Especially in the skeletal muscle, IR is considered the primary defect in the progression of this disease. Glucose uptake in the muscle is substantially higher than in the adipose tissue or liver [58]; the former tissue is the predominant site of postprandial insulin-mediated glucose uptake through GLUT4 stimulation and translocation to the plasma membrane. Thus, after a meal, ~80% of the glucose uptake occurs in the muscle [58, 59]. Insulin signaling in muscle depends on it binding to its receptor, which activates a cascade of protein phosphorylation, including insulin receptor substrate (IRS), phosphatidylinositol 3-kinase, and a serine/threonine protein kinase (AKT). AKT stimulates GLUT4 translocation, therefore, participating in insulin-dependent glucose transport in the muscle and adipose tissue [60]. Thus, the deregulation of critical proteins in the insulin signaling pathway is related to the pathogenesis of IR and type 2 diabetes [61]. Specifically, muscle GLUT4 defects contribute to glucose intolerance and IR [58, 59]. In our model, NIC rats of both sexes showed a reduction in GLUT4. In addition, NIC males also had decreased muscle insulin receptor and pAKT. Alteration in the expression of these proteins may be contributing to IR in animals programmed by nicotine exposure during lactation.

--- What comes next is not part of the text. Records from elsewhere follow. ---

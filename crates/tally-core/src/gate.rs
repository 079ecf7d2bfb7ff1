//! # Scheduling Gate Transitions
//!
//! Pure state machine for the per-(location, provider) gate. The async
//! service that persists these rows lives in `tally-sync`; this module only
//! answers "may we sync now?" and "what does the row look like after this
//! outcome?".
//!
//! ## State Machine
//! ```text
//! ┌─────────────────────────────────────────────────────────────────────────┐
//! │                                                                         │
//! │   ┌────────┐  failure (n < 5)   ┌───────────┐                          │
//! │   │ READY  │ ─────────────────► │  BACKOFF  │ next_attempt_at = now+d(n)│
//! │   │ n = 0  │ ◄───────────────── │  n ≥ 1    │                          │
//! │   └────────┘      success       └─────┬─────┘                          │
//! │        ▲                              │ failure (n ≥ 5)                 │
//! │        │ success                      ▼                                 │
//! │        │                        ┌───────────┐                          │
//! │        └─────────────────────── │  PAUSED   │ paused_until = now+cool  │
//! │                                 └───────────┘                          │
//! │                                                                         │
//! │  evaluate(now):                                                         │
//! │    paused_until    > now  → Blocked(paused_until)                       │
//! │    next_attempt_at > now  → Blocked(backoff)                            │
//! │    otherwise              → Allowed                                     │
//! └─────────────────────────────────────────────────────────────────────────┘
//! ```
//!
//! The backoff delay `d(n)` is computed by the caller (it is jittered, and
//! randomness stays out of this crate's state transitions).

use chrono::{DateTime, Utc};
use serde::{Deserialize, Serialize};
use std::fmt;
use std::time::Duration;

use crate::types::SyncStatus;
use crate::PAUSE_THRESHOLD;

/// Longest error message kept on the status row.
const MAX_ERROR_LEN: usize = 500;

// =============================================================================
// Decisions
// =============================================================================

/// Why the gate refused a sync.
#[derive(Debug, Clone, Copy, PartialEq, Eq, Serialize, Deserialize)]
#[serde(rename_all = "snake_case")]
pub enum BlockReason {
    /// The pair crossed the pause threshold and is cooling down.
    PausedUntil,
    /// The pair failed recently and is waiting out its backoff.
    Backoff,
}

impl BlockReason {
    pub fn as_str(&self) -> &'static str {
        match self {
            BlockReason::PausedUntil => "paused_until",
            BlockReason::Backoff => "backoff",
        }
    }
}

impl fmt::Display for BlockReason {
    fn fmt(&self, f: &mut fmt::Formatter<'_>) -> fmt::Result {
        f.write_str(self.as_str())
    }
}

/// Outcome of a gate check.
#[derive(Debug, Clone, Copy, PartialEq, Eq)]
pub enum GateDecision {
    Allowed,
    Blocked {
        reason: BlockReason,
        until: DateTime<Utc>,
        wait_ms: u64,
    },
}

impl GateDecision {
    pub fn is_allowed(&self) -> bool {
        matches!(self, GateDecision::Allowed)
    }

    /// Milliseconds until the gate reopens (0 when allowed).
    pub fn wait_ms(&self) -> u64 {
        match self {
            GateDecision::Allowed => 0,
            GateDecision::Blocked { wait_ms, .. } => *wait_ms,
        }
    }

    fn blocked(reason: BlockReason, until: DateTime<Utc>, now: DateTime<Utc>) -> Self {
        let wait_ms = (until - now).num_milliseconds().max(0) as u64;
        GateDecision::Blocked {
            reason,
            until,
            wait_ms,
        }
    }
}

// =============================================================================
// Policy
// =============================================================================

/// When a failing pair stops backing off and pauses instead.
#[derive(Debug, Clone, Copy, PartialEq, Eq)]
pub struct PausePolicy {
    /// Failure count at which the pair is paused.
    pub threshold: u32,
    /// Fixed cool-down applied once the threshold is reached.
    pub cooldown: Duration,
}

impl Default for PausePolicy {
    fn default() -> Self {
        PausePolicy {
            threshold: PAUSE_THRESHOLD,
            cooldown: Duration::from_secs(60 * 60),
        }
    }
}

// =============================================================================
// Logger Acknowledgements
// =============================================================================

/// Returned by `log_success`.
#[derive(Debug, Clone, PartialEq, Eq, Serialize, Deserialize)]
#[serde(rename_all = "camelCase")]
pub struct SuccessAck {
    pub failures: u32,
    pub last_run_at: Option<DateTime<Utc>>,
}

/// Returned by `log_error`.
#[derive(Debug, Clone, PartialEq, Eq, Serialize, Deserialize)]
#[serde(rename_all = "camelCase")]
pub struct ErrorAck {
    pub failures: u32,
    pub next_attempt_at: Option<DateTime<Utc>>,
    #[serde(skip_serializing_if = "Option::is_none")]
    pub paused_until: Option<DateTime<Utc>>,
}

impl From<&SyncStatus> for SuccessAck {
    fn from(status: &SyncStatus) -> Self {
        SuccessAck {
            failures: status.failures,
            last_run_at: status.last_run_at,
        }
    }
}

impl From<&SyncStatus> for ErrorAck {
    fn from(status: &SyncStatus) -> Self {
        ErrorAck {
            failures: status.failures,
            next_attempt_at: status.next_attempt_at,
            paused_until: status.paused_until,
        }
    }
}

// =============================================================================
// Transitions
// =============================================================================

impl SyncStatus {
    /// Decides whether a sync may start at `now`.
    ///
    /// Pause takes precedence over backoff.
    pub fn evaluate(&self, now: DateTime<Utc>) -> GateDecision {
        if let Some(until) = self.paused_until.filter(|until| *until > now) {
            return GateDecision::blocked(BlockReason::PausedUntil, until, now);
        }
        if let Some(until) = self.next_attempt_at.filter(|until| *until > now) {
            return GateDecision::blocked(BlockReason::Backoff, until, now);
        }
        GateDecision::Allowed
    }

    /// Row after a successful run: counters and deadlines cleared.
    pub fn after_success(&self, now: DateTime<Utc>) -> SyncStatus {
        SyncStatus {
            failures: 0,
            next_attempt_at: None,
            paused_until: None,
            last_run_at: Some(now),
            last_error: None,
            ..self.clone()
        }
    }

    /// Row after a failed run.
    ///
    /// `delay` is the (already jittered) backoff for the new failure count.
    /// Once the count reaches `policy.threshold` the pair is also paused for
    /// the fixed cool-down.
    pub fn after_failure(
        &self,
        now: DateTime<Utc>,
        delay: Duration,
        policy: &PausePolicy,
        error: &str,
    ) -> SyncStatus {
        let failures = self.failures.saturating_add(1);
        let next_attempt_at = Some(saturating_add(now, delay));
        let paused_until = if failures >= policy.threshold {
            Some(saturating_add(now, policy.cooldown))
        } else {
            self.paused_until
        };

        SyncStatus {
            failures,
            next_attempt_at,
            paused_until,
            last_error: Some(truncate(error, MAX_ERROR_LEN)),
            ..self.clone()
        }
    }
}

/// `now + duration`, saturating at the latest representable instant.
pub fn saturating_add(now: DateTime<Utc>, duration: Duration) -> DateTime<Utc> {
    chrono::Duration::from_std(duration)
        .ok()
        .and_then(|d| now.checked_add_signed(d))
        .unwrap_or(DateTime::<Utc>::MAX_UTC)
}

fn truncate(message: &str, max: usize) -> String {
    if message.len() <= max {
        return message.to_string();
    }
    let mut end = max;
    while !message.is_char_boundary(end) {
        end -= 1;
    }
    message[..end].to_string()
}

// =============================================================================
// Unit Tests
// =============================================================================

#[cfg(test)]
mod tests {
    use super::*;
    use chrono::TimeZone;

    fn now() -> DateTime<Utc> {
        Utc.with_ymd_and_hms(2024, 5, 1, 12, 0, 0).unwrap()
    }

    fn status() -> SyncStatus {
        SyncStatus::new("loc-1", "square")
    }

    #[test]
    fn test_fresh_status_is_allowed() {
        assert_eq!(status().evaluate(now()), GateDecision::Allowed);
    }

    #[test]
    fn test_backoff_blocks_until_next_attempt() {
        let mut s = status();
        s.next_attempt_at = Some(now() + chrono::Duration::seconds(90));

        match s.evaluate(now()) {
            GateDecision::Blocked {
                reason, wait_ms, ..
            } => {
                assert_eq!(reason, BlockReason::Backoff);
                assert_eq!(wait_ms, 90_000);
            }
            other => panic!("expected backoff, got {:?}", other),
        }

        // Exactly at the deadline the gate is open again
        assert!(s.evaluate(now() + chrono::Duration::seconds(90)).is_allowed());
    }

    #[test]
    fn test_pause_wins_over_backoff() {
        let mut s = status();
        s.next_attempt_at = Some(now() + chrono::Duration::seconds(30));
        s.paused_until = Some(now() + chrono::Duration::minutes(60));

        match s.evaluate(now()) {
            GateDecision::Blocked {
                reason, wait_ms, ..
            } => {
                assert_eq!(reason, BlockReason::PausedUntil);
                assert_eq!(wait_ms, 3_600_000);
            }
            other => panic!("expected pause, got {:?}", other),
        }
    }

    #[test]
    fn test_expired_pause_falls_through_to_backoff() {
        let mut s = status();
        s.paused_until = Some(now() - chrono::Duration::seconds(1));
        s.next_attempt_at = Some(now() + chrono::Duration::seconds(5));
        assert!(matches!(
            s.evaluate(now()),
            GateDecision::Blocked {
                reason: BlockReason::Backoff,
                ..
            }
        ));
    }

    #[test]
    fn test_failures_pause_at_threshold() {
        let policy = PausePolicy::default();
        let mut s = status();

        for n in 1..policy.threshold {
            s = s.after_failure(now(), Duration::from_secs(30), &policy, "boom");
            assert_eq!(s.failures, n);
            assert!(s.paused_until.is_none(), "paused too early at {}", n);
        }

        s = s.after_failure(now(), Duration::from_secs(30), &policy, "boom");
        assert_eq!(s.failures, policy.threshold);
        assert_eq!(
            s.paused_until,
            Some(now() + chrono::Duration::from_std(policy.cooldown).unwrap())
        );
        assert!(matches!(
            s.evaluate(now()),
            GateDecision::Blocked {
                reason: BlockReason::PausedUntil,
                ..
            }
        ));
    }

    #[test]
    fn test_success_always_resets() {
        let policy = PausePolicy::default();
        let mut s = status();
        for _ in 0..7 {
            s = s.after_failure(now(), Duration::from_secs(30), &policy, "boom");
        }
        let reset = s.after_success(now());
        assert_eq!(reset.failures, 0);
        assert!(reset.next_attempt_at.is_none());
        assert!(reset.paused_until.is_none());
        assert!(reset.last_error.is_none());
        assert_eq!(reset.last_run_at, Some(now()));
        assert!(reset.evaluate(now()).is_allowed());
    }

    #[test]
    fn test_error_message_truncated() {
        let long = "x".repeat(2_000);
        let s = status().after_failure(now(), Duration::from_secs(1), &PausePolicy::default(), &long);
        assert_eq!(s.last_error.map(|e| e.len()), Some(MAX_ERROR_LEN));
    }

    #[test]
    fn test_acks_mirror_status() {
        let s = status().after_failure(now(), Duration::from_secs(10), &PausePolicy::default(), "e");
        let ack = ErrorAck::from(&s);
        assert_eq!(ack.failures, 1);
        assert_eq!(ack.next_attempt_at, s.next_attempt_at);
        assert!(ack.paused_until.is_none());

        let ok = s.after_success(now());
        assert_eq!(SuccessAck::from(&ok).failures, 0);
    }

    #[test]
    fn test_block_reason_strings() {
        assert_eq!(BlockReason::PausedUntil.to_string(), "paused_until");
        assert_eq!(BlockReason::Backoff.to_string(), "backoff");
    }
}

Most studies investigating the negative effects of nicotine only consider pregnancy or pregnancy plus breastfeeding, i.e., there are few studies that evaluate the effects of exposure to tobacco smoke exclusively during the early PN period. As already mentioned, many women resume smoking during lactation, and here we highlight the deleterious effects of early nicotine exposure, causing pancreatic steatosis, beta-cell dysfunction and IR in the offspring of both sexes. Maternal smoking during breastfeeding is still a serious public health problem, as this attitude contributes to the type 2 diabetes pandemic.

Conclusion

We evidence that smoking during breastfeeding predisposes the progeny of both sexes to the development of type 2 diabetes at adulthood, since we demonstrated that early, involuntary nicotine-only exposure via breast milk led to the development of pancreatic steatosis, glucose intolerance and IR. In our programming model, it seems that the female offspring are more prone to develop severe diabetes earlier in life. However, further studies are needed to understand how pancreatic steatosis can impair beta cell function by lipotoxicity, cytotoxicity or both and contributes to type 2 diabetes or whether its presence is only a marker of pancreatic beta cell dysfunction. In addition, we need to understand how the females are more prone to pancreatic beta cell failure.